Balancing reasonable mailbox size with acceptable backup and restore times is a continuing challenge in the Exchange world. UPDATE reader and Exchange consultant Nathan Black shared the solution he has developed, along with some insights into different types of Outlook users.

Black has identified three types of email users. Type A users delete everything fairly quickly and never hit their mailbox-size ceiling, so administrators generally don't need to worry much about them. The two other types store messages for future use, either because the messages contain some business value (Type B) or because they answer a question that will probably come up again (Type C). Type B users are fairly organized—they use some kind of folder structure to make it easy to locate items, filing messages by project name, for example. Their mailboxes might grow steadily, but they seldom contain nonbusiness mail. Type C users are disorganized. Their Inboxes may have 1000 or more items, including daily newsletters from a year or two ago, and their mailboxes grow rapidly. Fortunately, says Black, Type C users appear to comprise only about 10 percent of the population.
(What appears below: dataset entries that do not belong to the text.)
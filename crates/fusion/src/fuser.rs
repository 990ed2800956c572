use crate::error::{FusionError, Result};
use ndarray::{Array1, Array2, ArrayView1, Axis};
use std::cmp::Ordering;

/// Reduces per-modality embeddings to one unit-length vector.
///
/// Images and frames are each averaged into a single vector, then the present modalities
/// (image mean, frame mean, text) are averaged with equal weight and L2-normalized.
#[derive(Debug, Clone, Copy, Default)]
pub struct EmbeddingFuser;

impl EmbeddingFuser {
    #[must_use]
    pub const fn new() -> Self {
        Self
    }

    pub fn fuse(
        &self,
        images: &[Vec<f32>],
        frames: &[Vec<f32>],
        text: Option<&[f32]>,
    ) -> Result<Vec<f32>> {
        let text = text.filter(|t| !t.is_empty());
        let dimension = common_dimension(images, frames, text)?;

        let mut modalities: Vec<Array1<f64>> = Vec::with_capacity(3);
        if let Some(mean) = modality_mean(images, dimension) {
            modalities.push(mean);
        }
        if let Some(mean) = modality_mean(frames, dimension) {
            modalities.push(mean);
        }
        if let Some(text) = text {
            modalities.push(text.iter().map(|&v| f64::from(v)).collect());
        }
        if modalities.is_empty() {
            return Err(FusionError::NoInputProvided);
        }

        let views: Vec<ArrayView1<'_, f64>> = modalities.iter().map(Array1::view).collect();
        let stacked = ndarray::stack(Axis(0), &views).map_err(|_| {
            FusionError::DimensionMismatch {
                expected: dimension,
                actual: 0,
            }
        })?;
        let fused = stacked
            .mean_axis(Axis(0))
            .ok_or(FusionError::NoInputProvided)?;

        normalize(&fused)
    }

    /// Normalize a single vector, e.g. a raw text-encoder output used as a search query.
    pub fn normalize(&self, vector: &[f32]) -> Result<Vec<f32>> {
        self.fuse(&[], &[], Some(vector))
    }
}

fn common_dimension(
    images: &[Vec<f32>],
    frames: &[Vec<f32>],
    text: Option<&[f32]>,
) -> Result<usize> {
    let mut lengths = images
        .iter()
        .chain(frames)
        .map(Vec::len)
        .chain(text.map(<[f32]>::len));
    let Some(expected) = lengths.next() else {
        return Err(FusionError::NoInputProvided);
    };
    for actual in lengths {
        if actual != expected {
            return Err(FusionError::DimensionMismatch { expected, actual });
        }
    }
    Ok(expected)
}

/// Component-wise mean of one modality's vectors, `None` when the modality is absent.
///
/// Rows are summed in a canonical order so the result is bit-identical under permutation.
fn modality_mean(rows: &[Vec<f32>], dimension: usize) -> Option<Array1<f64>> {
    if rows.is_empty() {
        return None;
    }
    let mut ordered: Vec<&[f32]> = rows.iter().map(Vec::as_slice).collect();
    ordered.sort_by(|a, b| compare_rows(a, b));

    let matrix = Array2::from_shape_fn((ordered.len(), dimension), |(r, c)| {
        f64::from(ordered[r][c])
    });
    matrix.mean_axis(Axis(0))
}

fn compare_rows(a: &[f32], b: &[f32]) -> Ordering {
    a.iter()
        .zip(b)
        .map(|(x, y)| x.total_cmp(y))
        .find(|ord| ord.is_ne())
        .unwrap_or(Ordering::Equal)
}

fn normalize(vector: &Array1<f64>) -> Result<Vec<f32>> {
    let norm = vector.dot(vector).sqrt();
    if !norm.is_finite() || norm <= f64::EPSILON {
        return Err(FusionError::DegenerateEmbedding);
    }
    Ok(vector.iter().map(|v| (v / norm) as f32).collect())
}
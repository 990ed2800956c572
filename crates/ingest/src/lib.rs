//! # Post Ingest
//!
//! Turns uploaded posts into indexed embeddings and answers similarity queries.
//!
//! ## Pipeline
//!
//! ```text
//! PostUpload
//!     │
//!     ├──> videos ──> SpooledVideo ──> FrameSampler ──> frame encoder
//!     │                     └────────> transcriber ──> audio_text
//!     ├──> images ──> image encoder
//!     ├──> text (or audio_text) ──> text encoder
//!     │
//!     ├──> EmbeddingFuser ──> unit vector
//!     │
//!     └──> PostIndex::add ──> PostId
//! ```
//!
//! ## Example
//!
//! ```no_run
//! use postsearch_ingest::{IngestService, PostUpload, Settings};
//!
//! #[tokio::main]
//! async fn main() -> anyhow::Result<()> {
//!     let service = IngestService::open(&Settings::from_env()?).await?;
//!
//!     let post = service
//!         .ingest(PostUpload {
//!             text: Some("sunset over the harbour".to_string()),
//!             ..PostUpload::default()
//!         })
//!         .await?;
//!     println!("stored post {}", post.id);
//!
//!     for hit in service.search_text("harbour", 5).await? {
//!         println!("{}: {:.3}", hit.id, hit.score);
//!     }
//!     Ok(())
//! }
//! ```

mod demo;
mod encoders;
mod error;
mod service;
mod settings;

pub use demo::{process_demo_dir, DemoOutcome, DemoReport};
pub use encoders::{Encoders, FrameEncoder, ImageEncoder, StubEncoder, TextEncoder, Transcriber};
pub use error::{IngestError, Result};
pub use service::{IngestService, IngestedPost, PostUpload};
pub use settings::{
    EmbeddingMode, Settings, DEFAULT_INDEX_PATH, DEFAULT_SEARCH_LIMIT, DEFAULT_VECTOR_DIMENSION,
    ENV_EMBEDDING_MODE, ENV_FRAME_SAMPLE_RATE, ENV_INDEX_PATH, ENV_MAX_VIDEO_DURATION,
    ENV_MIN_FRAME_STD_DEV, ENV_VECTOR_DIMENSION,
};

pub use postsearch_fusion::{FrameSampler, SamplerConfig};
pub use postsearch_vector_store::{PostId, PostIndex, PostMetadata, SearchResult};
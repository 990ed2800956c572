//! # Post Vector Store
//!
//! Persistent nearest-neighbour index for fused post embeddings.
//!
//! ## Features
//!
//! - **Exact search** by squared Euclidean distance over a flat buffer
//! - **Dense identifiers**: a post's id is its insertion position
//! - **Journaled persistence**: vectors and metadata are committed together on every insert
//! - **Single writer**: appends are serialized in-process and across processes
//!
//! ## Architecture
//!
//! ```text
//! add(vector, metadata)
//!     │
//!     ├──> IndexState (write guard)
//!     │      ├─> FlatIndex      (position = PostId)
//!     │      └─> PostMetadata[] (position = PostId)
//!     │
//!     └──> persist::save
//!            ├─> <base>.bin  (binary vectors)
//!            └─> <base>.json (metadata + checksum, commit point)
//! ```
//!
//! ## Example
//!
//! ```no_run
//! use postsearch_vector_store::{PostIndex, PostMetadata};
//!
//! #[tokio::main]
//! async fn main() -> anyhow::Result<()> {
//!     let index = PostIndex::open("data/post_index", 3).await?;
//!
//!     let id = index.add(vec![1.0, 0.0, 0.0], PostMetadata::default()).await?;
//!     println!("stored post {id}");
//!
//!     for hit in index.search(&[1.0, 0.0, 0.0], 10).await? {
//!         println!("{}: {:.3}", hit.id, hit.score);
//!     }
//!
//!     Ok(())
//! }
//! ```

mod error;
mod flat_index;
pub mod persist;
mod state;
mod store;
mod types;
mod writer_lock;

pub use error::{Result, VectorStoreError};
pub use flat_index::{score_from_distance, FlatIndex, Neighbor};
pub use persist::{IndexFiles, INDEX_SCHEMA_VERSION};
pub use state::IndexState;
pub use store::PostIndex;
pub use types::{IndexStats, PostId, PostMetadata, SearchResult};
//! # Post Fusion
//!
//! Turns the raw material of a post into one embedding.
//!
//! ```text
//! video ──> FrameSampler ──> frames ──> frame encoder ─┐
//! images ─────────────────────────────> image encoder ─┼─> EmbeddingFuser ──> unit vector
//! text / transcript ──────────────────> text encoder ──┘
//! ```
//!
//! Encoders live outside this crate; the sampler and fuser are pure and safe to run in parallel
//! across posts.

mod error;
mod frames;
mod fuser;
mod y4m;

pub use error::{FusionError, Result};
pub use frames::{
    FrameSampler, FrameSequence, RgbFrame, SamplerConfig, SpooledVideo, VideoStream,
    DEFAULT_FRAME_RATE_HZ, DEFAULT_MAX_DURATION_SECS, DEFAULT_MIN_STD_DEV,
};
pub use fuser::EmbeddingFuser;
pub use y4m::Y4mVideo;
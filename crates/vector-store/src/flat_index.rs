use crate::error::{Result, VectorStoreError};
use std::cmp::Ordering;

/// Exact nearest-neighbour index over a contiguous row-major buffer.
///
/// Rows are append-only; a row's position is its identifier.
#[derive(Debug, Clone, PartialEq)]
pub struct FlatIndex {
    dimension: usize,
    data: Vec<f32>,
}

#[derive(Debug, Clone, Copy, PartialEq)]
pub struct Neighbor {
    pub position: usize,
    pub distance: f32,
}

impl Neighbor {
    #[must_use]
    pub fn score(&self) -> f32 {
        score_from_distance(self.distance)
    }
}

/// Maps a squared L2 distance to a bounded similarity in `(0, 1]`.
#[must_use]
pub fn score_from_distance(distance: f32) -> f32 {
    1.0 / (1.0 + distance)
}

impl FlatIndex {
    pub fn new(dimension: usize) -> Result<Self> {
        Self::from_raw(dimension, Vec::new())
    }

    /// Rebuild an index from a flat buffer of `len / dimension` rows.
    pub fn from_raw(dimension: usize, data: Vec<f32>) -> Result<Self> {
        if dimension == 0 {
            return Err(VectorStoreError::InvalidConfig(
                "vector dimension must be positive".to_string(),
            ));
        }
        if data.len() % dimension != 0 {
            return Err(VectorStoreError::InvalidVector(format!(
                "buffer of {} floats is not a multiple of dimension {dimension}",
                data.len()
            )));
        }
        Ok(Self { dimension, data })
    }

    /// Append a vector, returning its position.
    pub fn add(&mut self, vector: &[f32]) -> Result<usize> {
        self.check_dimension(vector)?;
        if vector.iter().any(|v| !v.is_finite()) {
            return Err(VectorStoreError::InvalidVector(
                "vector contains non-finite components".to_string(),
            ));
        }
        let position = self.len();
        self.data.extend_from_slice(vector);
        Ok(position)
    }

    /// Exact k-NN by squared Euclidean distance.
    ///
    /// `k` is clamped to the number of rows. Ties are broken by ascending position.
    pub fn search(&self, query: &[f32], k: usize) -> Result<Vec<Neighbor>> {
        self.check_dimension(query)?;
        let k = k.min(self.len());
        if k == 0 {
            return Ok(Vec::new());
        }

        let mut neighbors: Vec<Neighbor> = self
            .rows()
            .enumerate()
            .map(|(position, row)| Neighbor {
                position,
                distance: squared_l2(query, row),
            })
            .collect();

        if k < neighbors.len() {
            neighbors.select_nth_unstable_by(k - 1, compare_neighbors);
            neighbors.truncate(k);
        }
        neighbors.sort_by(compare_neighbors);

        Ok(neighbors)
    }

    #[must_use]
    pub fn vector(&self, position: usize) -> Option<&[f32]> {
        let start = position.checked_mul(self.dimension)?;
        self.data.get(start..start + self.dimension)
    }

    pub fn rows(&self) -> impl Iterator<Item = &[f32]> {
        self.data.chunks_exact(self.dimension)
    }

    #[must_use]
    pub fn as_slice(&self) -> &[f32] {
        &self.data
    }

    #[must_use]
    pub const fn dimension(&self) -> usize {
        self.dimension
    }

    #[must_use]
    pub fn len(&self) -> usize {
        self.data.len() / self.dimension
    }

    #[must_use]
    pub fn is_empty(&self) -> bool {
        self.data.is_empty()
    }

    pub(crate) fn truncate(&mut self, rows: usize) {
        self.data.truncate(rows * self.dimension);
    }

    fn check_dimension(&self, vector: &[f32]) -> Result<()> {
        if vector.len() != self.dimension {
            return Err(VectorStoreError::DimensionMismatch {
                expected: self.dimension,
                actual: vector.len(),
            });
        }
        Ok(())
    }
}

fn compare_neighbors(a: &Neighbor, b: &Neighbor) -> Ordering {
    a.distance
        .total_cmp(&b.distance)
        .then(a.position.cmp(&b.position))
}

fn squared_l2(a: &[f32], b: &[f32]) -> f32 {
    a.iter()
        .zip(b)
        .map(|(x, y)| {
            let d = x - y;
            d * d
        })
        .sum()
}
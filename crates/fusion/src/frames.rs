use crate::error::{FusionError, Result};
use crate::y4m::Y4mVideo;
use std::io::{Read, Write};
use std::path::Path;
use tempfile::NamedTempFile;

pub const DEFAULT_FRAME_RATE_HZ: f64 = 1.0;
pub const DEFAULT_MAX_DURATION_SECS: f64 = 300.0;
/// Frames whose pixel-intensity standard deviation is below this (8-bit scale) are skipped.
pub const DEFAULT_MIN_STD_DEV: f64 = 5.0;

/// A decoded 8-bit RGB raster, row-major, three bytes per pixel.
#[derive(Debug, Clone, PartialEq, Eq)]
pub struct RgbFrame {
    width: u32,
    height: u32,
    pixels: Vec<u8>,
}

impl RgbFrame {
    pub fn new(width: u32, height: u32, pixels: Vec<u8>) -> Result<Self> {
        let expected = (width as usize) * (height as usize) * 3;
        if pixels.len() != expected {
            return Err(FusionError::InvalidVideo(format!(
                "{width}x{height} frame needs {expected} bytes, got {}",
                pixels.len()
            )));
        }
        Ok(Self {
            width,
            height,
            pixels,
        })
    }

    #[must_use]
    pub fn solid(width: u32, height: u32, rgb: [u8; 3]) -> Self {
        let pixels = rgb
            .iter()
            .copied()
            .cycle()
            .take((width as usize) * (height as usize) * 3)
            .collect();
        Self {
            width,
            height,
            pixels,
        }
    }

    #[must_use]
    pub const fn width(&self) -> u32 {
        self.width
    }

    #[must_use]
    pub const fn height(&self) -> u32 {
        self.height
    }

    #[must_use]
    pub fn pixels(&self) -> &[u8] {
        &self.pixels
    }

    #[must_use]
    pub fn into_pixels(self) -> Vec<u8> {
        self.pixels
    }

    /// Population standard deviation over every channel value of the frame.
    #[must_use]
    pub fn intensity_std_dev(&self) -> f64 {
        if self.pixels.is_empty() {
            return 0.0;
        }
        let (sum, sum_sq) = self
            .pixels
            .iter()
            .fold((0u64, 0u64), |(sum, sum_sq), &p| {
                let p = u64::from(p);
                (sum + p, sum_sq + p * p)
            });
        let n = self.pixels.len() as f64;
        let mean = sum as f64 / n;
        let variance = (sum_sq as f64 / n - mean * mean).max(0.0);
        variance.sqrt()
    }
}

/// A decoded, seekable video.
pub trait VideoStream {
    /// Frames per second; zero means the stream is unusable.
    fn frame_rate(&self) -> f64;

    fn frame_count(&self) -> u64;

    /// Seek to `index` and decode it. `Ok(None)` past the end of the stream.
    fn read_frame(&mut self, index: u64) -> Result<Option<RgbFrame>>;
}

/// Already-decoded frames held in memory.
#[derive(Debug, Clone)]
pub struct FrameSequence {
    frame_rate: f64,
    frames: Vec<RgbFrame>,
}

impl FrameSequence {
    #[must_use]
    pub const fn new(frame_rate: f64, frames: Vec<RgbFrame>) -> Self {
        Self { frame_rate, frames }
    }
}

impl VideoStream for FrameSequence {
    fn frame_rate(&self) -> f64 {
        self.frame_rate
    }

    fn frame_count(&self) -> u64 {
        self.frames.len() as u64
    }

    fn read_frame(&mut self, index: u64) -> Result<Option<RgbFrame>> {
        Ok(usize::try_from(index)
            .ok()
            .and_then(|i| self.frames.get(i))
            .cloned())
    }
}

#[derive(Debug, Clone, Copy, PartialEq)]
pub struct SamplerConfig {
    /// Frames sampled per second of video.
    pub frame_rate_hz: f64,
    /// Only the first `max_duration_secs` of a video are sampled.
    pub max_duration_secs: f64,
    pub min_std_dev: f64,
}

impl Default for SamplerConfig {
    fn default() -> Self {
        Self {
            frame_rate_hz: DEFAULT_FRAME_RATE_HZ,
            max_duration_secs: DEFAULT_MAX_DURATION_SECS,
            min_std_dev: DEFAULT_MIN_STD_DEV,
        }
    }
}

impl SamplerConfig {
    pub fn validate(&self) -> Result<()> {
        if !self.frame_rate_hz.is_finite() || self.frame_rate_hz <= 0.0 {
            return Err(FusionError::InvalidSampleRate(self.frame_rate_hz));
        }
        if !self.max_duration_secs.is_finite() || self.max_duration_secs < 0.0 {
            return Err(FusionError::InvalidConfig(format!(
                "max duration must be a non-negative number of seconds, got {}",
                self.max_duration_secs
            )));
        }
        if !self.min_std_dev.is_finite() || self.min_std_dev < 0.0 {
            return Err(FusionError::InvalidConfig(format!(
                "minimum frame std-dev must be non-negative, got {}",
                self.min_std_dev
            )));
        }
        Ok(())
    }
}

/// Picks a bounded, evenly strided set of informative frames from a video.
#[derive(Debug, Clone, Default)]
pub struct FrameSampler {
    config: SamplerConfig,
}

impl FrameSampler {
    pub fn new(config: SamplerConfig) -> Result<Self> {
        config.validate()?;
        Ok(Self { config })
    }

    #[must_use]
    pub const fn config(&self) -> &SamplerConfig {
        &self.config
    }

    /// Sample frames in stream order. An empty result is valid: the video had no usable frames.
    pub fn sample<S: VideoStream + ?Sized>(&self, stream: &mut S) -> Result<Vec<RgbFrame>> {
        let fps = stream.frame_rate();
        if !fps.is_finite() || fps <= 0.0 {
            return Err(FusionError::InvalidVideo(format!("frame rate is {fps}")));
        }

        let duration_cap = (self.config.max_duration_secs * fps).floor() as u64;
        let budget = stream.frame_count().min(duration_cap);
        let stride = ((fps / self.config.frame_rate_hz).floor() as u64).max(1);

        let mut frames = Vec::new();
        let mut skipped = 0usize;
        let mut index = 0u64;
        while index < budget {
            let Some(frame) = stream.read_frame(index)? else {
                break;
            };
            if frame.intensity_std_dev() < self.config.min_std_dev {
                skipped += 1;
            } else {
                frames.push(frame);
            }
            index += stride;
        }

        log::info!(
            "Extracted {} frames, skipped {skipped} low-variation frames",
            frames.len()
        );
        Ok(frames)
    }

    pub fn sample_path(&self, path: &Path) -> Result<Vec<RgbFrame>> {
        let mut video = Y4mVideo::open(path)?;
        log::debug!(
            "Sampling {} ({}x{}, {:.2} fps, {} frames)",
            path.display(),
            video.width(),
            video.height(),
            video.frame_rate(),
            video.frame_count()
        );
        self.sample(&mut video)
    }
}

/// Uploaded video bytes spooled to a temporary file for decoders that need a path.
///
/// The file is deleted when the spool is dropped, whichever way the owner exits.
#[derive(Debug)]
pub struct SpooledVideo {
    file: NamedTempFile,
}

impl SpooledVideo {
    pub fn from_reader(mut reader: impl Read) -> Result<Self> {
        let mut file = tempfile::Builder::new()
            .prefix("postsearch-video-")
            .suffix(".y4m")
            .tempfile()?;
        std::io::copy(&mut reader, &mut file)?;
        file.flush()?;
        Ok(Self { file })
    }

    pub fn from_bytes(bytes: &[u8]) -> Result<Self> {
        Self::from_reader(bytes)
    }

    #[must_use]
    pub fn path(&self) -> &Path {
        self.file.path()
    }
}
Black's solution, which he calls "Home Folders," is aimed mainly at the Type B user-–one with a steadily growing mailbox but an organized practice for deleting and refiling messages-–but might also help Type C users get their mailboxes under control. He sets up primary mailbox servers with 50GB to 70GB mailbox stores and enforces a mailbox limit of 70MB. However, Black doesn't encourage users to export old but still useful information to personal folder .pst files. Instead, a set of public folder servers with larger (100GB to 150GB) stores provides each Type B and C user with his or her own "home folder," in which the users can create whatever hierarchy they need to store their older items. Users have full responsibility for moving items into their home folders but must move items manually. (Outlook's AutoArchive feature can use only a personal folder .pst file, not a public folder, as its target.) The home folder servers have Deleted Item Retention turned on so that users can recover items that they inadvertently remove from their home folders.

Restoring one of the mailbox servers takes about an hour, and the "archive" public folder servers have recovery times of 3 to 5 hours. Black cites two main drawbacks of this home folders approach. One is that public folders let users search only one folder at a time, unless you include an index server in the configuration. The other is that the email portion of the organization's document-retention/destruction plan rests on users, so education and supervision are crucial.

Black isn't the only one to come up with an archive solution that relies on Exchange as the data repository. The same approach is at the heart of C2C Systems' Archive One ( http://www.c2c.com ), which addresses some of the user issues that Black identified. Archive One moves items automatically from primary mailbox storage to a long-term-storage Exchange server, based on policies that administrators establish. The archiving process has an option to leave behind in the original folder a small (less than 1KB) "ghost message" that links to the archived item. Thus, the fact that items have been archived can be essentially transparent to the user.

C2C General Manager Dave Hunt says that using Exchange as the sole data store means that administrators don't need to use different tool sets, one for Exchange management and another for managing the archive database. He suggests that organizations using Exchange 2000 Server might want to use Microsoft SharePoint Portal Server (formerly code-named Tahoe) to index the contents of both front-end mail and back-end archive servers, thus working around the subfolder-search limitation that Black raised.